──────── Material provided ────────

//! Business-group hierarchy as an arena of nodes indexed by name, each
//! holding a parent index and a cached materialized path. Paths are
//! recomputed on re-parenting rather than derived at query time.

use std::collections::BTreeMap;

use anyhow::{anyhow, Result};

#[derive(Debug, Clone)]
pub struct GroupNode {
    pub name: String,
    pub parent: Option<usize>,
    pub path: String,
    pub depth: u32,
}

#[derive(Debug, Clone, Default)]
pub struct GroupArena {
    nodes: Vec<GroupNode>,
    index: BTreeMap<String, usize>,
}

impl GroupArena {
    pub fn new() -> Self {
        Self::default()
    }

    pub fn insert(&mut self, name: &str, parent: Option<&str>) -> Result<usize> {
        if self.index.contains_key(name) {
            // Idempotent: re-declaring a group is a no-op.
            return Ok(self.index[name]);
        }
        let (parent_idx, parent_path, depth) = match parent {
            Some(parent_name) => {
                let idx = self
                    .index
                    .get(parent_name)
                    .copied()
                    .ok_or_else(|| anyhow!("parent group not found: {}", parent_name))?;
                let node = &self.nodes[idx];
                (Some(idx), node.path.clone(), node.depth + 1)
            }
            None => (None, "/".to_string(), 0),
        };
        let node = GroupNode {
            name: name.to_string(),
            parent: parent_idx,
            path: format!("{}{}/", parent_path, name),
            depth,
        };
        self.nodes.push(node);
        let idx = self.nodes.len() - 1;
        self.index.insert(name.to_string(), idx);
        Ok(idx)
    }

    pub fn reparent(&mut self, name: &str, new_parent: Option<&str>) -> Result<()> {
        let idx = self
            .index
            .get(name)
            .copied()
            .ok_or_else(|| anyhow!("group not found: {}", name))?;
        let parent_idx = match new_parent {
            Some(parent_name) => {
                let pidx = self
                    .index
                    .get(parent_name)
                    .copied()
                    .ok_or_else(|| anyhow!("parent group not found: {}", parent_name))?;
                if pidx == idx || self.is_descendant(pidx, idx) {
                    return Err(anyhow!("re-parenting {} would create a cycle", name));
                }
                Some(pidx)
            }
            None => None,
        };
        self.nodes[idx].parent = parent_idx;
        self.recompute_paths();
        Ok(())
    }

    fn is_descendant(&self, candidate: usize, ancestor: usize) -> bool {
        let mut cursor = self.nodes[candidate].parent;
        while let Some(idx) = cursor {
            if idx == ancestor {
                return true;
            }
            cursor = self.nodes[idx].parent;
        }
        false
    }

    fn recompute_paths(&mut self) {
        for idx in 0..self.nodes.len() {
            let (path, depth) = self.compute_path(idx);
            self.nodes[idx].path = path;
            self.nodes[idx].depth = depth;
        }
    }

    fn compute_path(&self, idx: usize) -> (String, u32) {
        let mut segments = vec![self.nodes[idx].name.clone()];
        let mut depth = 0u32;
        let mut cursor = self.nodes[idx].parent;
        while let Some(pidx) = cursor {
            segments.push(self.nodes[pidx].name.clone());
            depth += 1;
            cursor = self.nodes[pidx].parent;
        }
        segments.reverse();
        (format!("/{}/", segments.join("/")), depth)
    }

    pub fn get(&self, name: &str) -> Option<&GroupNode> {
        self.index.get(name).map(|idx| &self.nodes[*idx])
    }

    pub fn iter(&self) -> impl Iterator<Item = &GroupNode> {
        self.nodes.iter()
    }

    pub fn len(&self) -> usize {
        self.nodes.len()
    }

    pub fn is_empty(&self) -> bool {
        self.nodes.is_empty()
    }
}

────────
──────── Material provided ────────

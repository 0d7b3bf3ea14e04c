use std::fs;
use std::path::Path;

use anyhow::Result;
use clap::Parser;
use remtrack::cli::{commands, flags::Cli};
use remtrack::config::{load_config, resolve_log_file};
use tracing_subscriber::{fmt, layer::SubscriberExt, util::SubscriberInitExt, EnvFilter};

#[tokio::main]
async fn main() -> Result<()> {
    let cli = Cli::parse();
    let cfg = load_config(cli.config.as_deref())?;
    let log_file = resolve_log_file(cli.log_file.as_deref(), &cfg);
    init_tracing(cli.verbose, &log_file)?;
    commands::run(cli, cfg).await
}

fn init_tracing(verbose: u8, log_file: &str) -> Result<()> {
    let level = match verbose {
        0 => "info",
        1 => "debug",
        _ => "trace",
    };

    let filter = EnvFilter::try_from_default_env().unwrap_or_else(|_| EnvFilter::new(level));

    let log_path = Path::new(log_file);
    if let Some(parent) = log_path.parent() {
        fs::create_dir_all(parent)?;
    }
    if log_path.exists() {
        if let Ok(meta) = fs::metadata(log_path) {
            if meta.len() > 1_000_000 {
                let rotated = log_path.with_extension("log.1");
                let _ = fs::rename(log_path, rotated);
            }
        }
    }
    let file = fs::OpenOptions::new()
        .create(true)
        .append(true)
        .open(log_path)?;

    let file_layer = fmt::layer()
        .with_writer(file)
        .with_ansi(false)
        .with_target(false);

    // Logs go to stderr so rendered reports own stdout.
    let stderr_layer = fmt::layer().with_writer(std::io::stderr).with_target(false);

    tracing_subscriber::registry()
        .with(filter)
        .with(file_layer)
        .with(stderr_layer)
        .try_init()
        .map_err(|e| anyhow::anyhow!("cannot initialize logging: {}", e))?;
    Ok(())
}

────────

**Task statement:** Beginning at the line above with "self.index.insert(name.to_string(), idx);" and finishing at the line with "fn recompute_paths(&mut self)", return each line exactly and return nothing else.

**Result for this exercise:**
        self.index.insert(name.to_string(), idx);
        Ok(idx)
    }

    pub fn reparent(&mut self, name: &str, new_parent: Option<&str>) -> Result<()> {
        let idx = self
            .index
            .get(name)
            .copied()
            .ok_or_else(|| anyhow!("group not found: {}", name))?;
        let parent_idx = match new_parent {
            Some(parent_name) => {
                let pidx = self
                    .index
                    .get(parent_name)
                    .copied()
                    .ok_or_else(|| anyhow!("parent group not found: {}", parent_name))?;
                if pidx == idx || self.is_descendant(pidx, idx) {
                    return Err(anyhow!("re-parenting {} would create a cycle", name));
                }
                Some(pidx)
            }
            None => None,
        };
        self.nodes[idx].parent = parent_idx;
        self.recompute_paths();
        Ok(())
    }

    fn is_descendant(&self, candidate: usize, ancestor: usize) -> bool {
        let mut cursor = self.nodes[candidate].parent;
        while let Some(idx) = cursor {
            if idx == ancestor {
                return true;
            }
            cursor = self.nodes[idx].parent;
        }
        false
    }

    fn recompute_paths(&mut self) {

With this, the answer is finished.